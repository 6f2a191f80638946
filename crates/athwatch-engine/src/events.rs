use athwatch_models::PipelineEvent;
use tokio::sync::broadcast;
use tracing::trace;

/// Fan-out of [`PipelineEvent`]s to any number of observers.
///
/// Emitting never fails: with nobody subscribed the event is simply lost.
#[derive(Clone)]
pub struct EventBus {
    tx: broadcast::Sender<PipelineEvent>,
}

impl EventBus {
    pub fn new(capacity: usize) -> Self {
        let (tx, _) = broadcast::channel(capacity);
        Self { tx }
    }

    pub fn emit(&self, event: PipelineEvent) {
        trace!(?event, "Pipeline event");
        let _ = self.tx.send(event);
    }

    pub fn subscribe(&self) -> broadcast::Receiver<PipelineEvent> {
        self.tx.subscribe()
    }
}

impl Default for EventBus {
    fn default() -> Self {
        Self::new(1024)
    }
}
■ ■ ■
The span to give again runs from the line with "impl Default for" through the last line of the records above; reproduce it exactly and nothing more.

impl Default for EventBus {
    fn default() -> Self {
        Self::new(1024)
    }
}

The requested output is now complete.